Before running the services, you must initialize the PostgreSQL databases. We provide an init-db.sh script to automate this.

1. Start the infrastructure:

docker compose --profile infra up -d

2. Run the initialization script: Depending on your environment, you may need to target different ports:

• Development Port (5433):

  POSTGRES_PORT=5433 ./init-db.sh

• Test Port (5434):

  POSTGRES_PORT=5434 ./init-db.sh

Important

The postgres container already executes this script on the first startup if the volume is empty.

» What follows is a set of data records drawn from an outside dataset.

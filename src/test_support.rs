//! A scriptable in-memory [`OpcAdapter`] for unit and integration tests.
//!
//! Not compiled into the published crate surface; exposed only under `#[cfg(test)]` via
//! `lib.rs` so both unit tests (`src/**`) and integration tests (`tests/**`) can share it.

use std::{
	collections::HashMap,
	sync::{
		Arc,
		atomic::{AtomicBool, AtomicU32, Ordering},
	},
	time::Duration,
};

use async_trait::async_trait;
use tokio::sync::Mutex;

use crate::{
	cache::Status,
	node_id::NodeId,
	opc::{NodeReading, OpcAdapter, OpcError},
};

/// One scripted response for a node, consumed in order by successive reads.
#[derive(Clone, Debug)]
pub enum Scripted {
	/// Return this reading.
	Value(String),
	/// Fail with this error.
	Fail(OpcErrorKind),
}

/// A serializable stand-in for [`OpcError`] so test scripts can be built with `Clone`.
#[derive(Clone, Copy, Debug)]
pub enum OpcErrorKind {
	/// [`OpcError::Disconnected`].
	Disconnected,
	/// [`OpcError::Timeout`].
	Timeout,
}
impl From<OpcErrorKind> for OpcError {
	fn from(value: OpcErrorKind) -> Self {
		match value {
			OpcErrorKind::Disconnected => OpcError::Disconnected,
			OpcErrorKind::Timeout => OpcError::Timeout,
		}
	}
}

#[derive(Default)]
struct State {
	scripts: HashMap<NodeId, Vec<Scripted>>,
	values: HashMap<NodeId, String>,
	read_calls: u32,
	subscription_calls: u32,
}

/// An in-memory adapter whose behavior is set up by the test before exercising the component
/// under test.
pub struct MockOpcAdapter {
	state: Mutex<State>,
	connected: AtomicBool,
	next_subscription_id: AtomicU32,
	next_server_id: AtomicU32,
	fail_connect: AtomicBool,
}
impl MockOpcAdapter {
	/// A connected adapter with no scripted behavior (reads return whatever was last set with
	/// [`MockOpcAdapter::set_value`], defaulting to not-found).
	pub fn new() -> Self {
		Self {
			state: Mutex::new(State::default()),
			connected: AtomicBool::new(true),
			next_subscription_id: AtomicU32::new(1),
			next_server_id: AtomicU32::new(1),
			fail_connect: AtomicBool::new(false),
		}
	}

	/// Set the value `read_node`/`read_nodes` return for `node_id` until overridden.
	pub async fn set_value(&self, node_id: NodeId, value: impl Into<String>) {
		self.state.lock().await.values.insert(node_id, value.into());
	}

	/// Queue a sequence of scripted responses consumed one per call.
	pub async fn script(&self, node_id: NodeId, responses: Vec<Scripted>) {
		self.state.lock().await.scripts.insert(node_id, responses);
	}

	/// Force `is_connected`/`connect` to behave as disconnected.
	pub fn set_connected(&self, connected: bool) {
		self.connected.store(connected, Ordering::Relaxed);
	}

	/// Make the next `connect()` calls fail with `Disconnected`.
	pub fn set_fail_connect(&self, fail: bool) {
		self.fail_connect.store(fail, Ordering::Relaxed);
	}

	/// Number of `read_node`/`read_nodes` calls observed so far (nodes, not batches).
	pub async fn read_call_count(&self) -> u32 {
		self.state.lock().await.read_calls
	}

	/// Number of `create_subscription` calls observed so far.
	pub async fn subscription_call_count(&self) -> u32 {
		self.state.lock().await.subscription_calls
	}

	async fn read_one(&self, node_id: &NodeId) -> Result<NodeReading, OpcError> {
		let mut state = self.state.lock().await;

		state.read_calls += 1;

		if let Some(script) = state.scripts.get_mut(node_id) {
			if !script.is_empty() {
				return match script.remove(0) {
					Scripted::Value(value) => Ok(NodeReading {
						node_id: node_id.clone(),
						value,
						status: Status::Good,
						reason: "Good".into(),
						source_timestamp_ms: 0,
					}),
					Scripted::Fail(kind) => Err(kind.into()),
				};
			}
		}

		match state.values.get(node_id) {
			Some(value) => Ok(NodeReading {
				node_id: node_id.clone(),
				value: value.clone(),
				status: Status::Good,
				reason: "Good".into(),
				source_timestamp_ms: 0,
			}),
			None => Err(OpcError::NodeError("unknown node".into())),
		}
	}
}
impl Default for MockOpcAdapter {
	fn default() -> Self {
		Self::new()
	}
}

#[async_trait]
impl OpcAdapter for MockOpcAdapter {
	async fn read_node(&self, node_id: &NodeId, _deadline: Duration) -> Result<NodeReading, OpcError> {
		if !self.is_connected() {
			return Err(OpcError::Disconnected);
		}

		self.read_one(node_id).await
	}

	async fn read_nodes(&self, node_ids: &[NodeId], deadline: Duration) -> Vec<Result<NodeReading, OpcError>> {
		let mut out = Vec::with_capacity(node_ids.len());

		for node_id in node_ids {
			out.push(self.read_node(node_id, deadline).await);
		}

		out
	}

	async fn add_monitored_item(
		&self,
		_subscription_id: u32,
		_node_id: &NodeId,
		_client_handle: u32,
	) -> Result<u32, OpcError> {
		if !self.is_connected() {
			return Err(OpcError::Disconnected);
		}

		Ok(self.next_server_id.fetch_add(1, Ordering::Relaxed))
	}

	async fn remove_monitored_item(&self, _subscription_id: u32, _server_id: u32) -> Result<(), OpcError> {
		Ok(())
	}

	async fn create_subscription(&self) -> Result<u32, OpcError> {
		if !self.is_connected() {
			return Err(OpcError::Disconnected);
		}

		self.state.lock().await.subscription_calls += 1;

		Ok(self.next_subscription_id.fetch_add(1, Ordering::Relaxed))
	}

	async fn connect(&self) -> Result<(), OpcError> {
		if self.fail_connect.load(Ordering::Relaxed) {
			return Err(OpcError::Disconnected);
		}

		self.connected.store(true, Ordering::Relaxed);

		Ok(())
	}

	async fn disconnect(&self) {
		self.connected.store(false, Ordering::Relaxed);
	}

	fn is_connected(&self) -> bool {
		self.connected.load(Ordering::Relaxed)
	}

	async fn run_iterate(&self, _max_wait: Duration) -> Result<(), OpcError> {
		Ok(())
	}
}

/// Build an [`Arc<dyn OpcAdapter>`] from a fresh [`MockOpcAdapter`].
pub fn mock_adapter() -> Arc<dyn OpcAdapter> {
	Arc::new(MockOpcAdapter::new())
}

However, if you add new services or modify the script, you should run it manually as shown above.

📡 Kafka Initialization

If you are running the services locally for the first time or if Kafka topics have been lost, you must create them manually:

./scripts/setup-kafka.sh

This will ensure all domain topics (like quizz.events) are created with the correct configurations.

🏃 Running Locally

With Docker Compose (Recommended): The easiest way to bootstrap the databases alongside the services:

docker compose --profile infra up -d
# Start services in docker
docker compose --profile app up -d

# Start services with full monitoring (OpenSearch + Tracing)
MONITORING_ENABLED=true docker compose --profile app --profile monitoring up -d

Note: Make sure port 5432 is free on your host, or configure docker-compose.yml accordingly.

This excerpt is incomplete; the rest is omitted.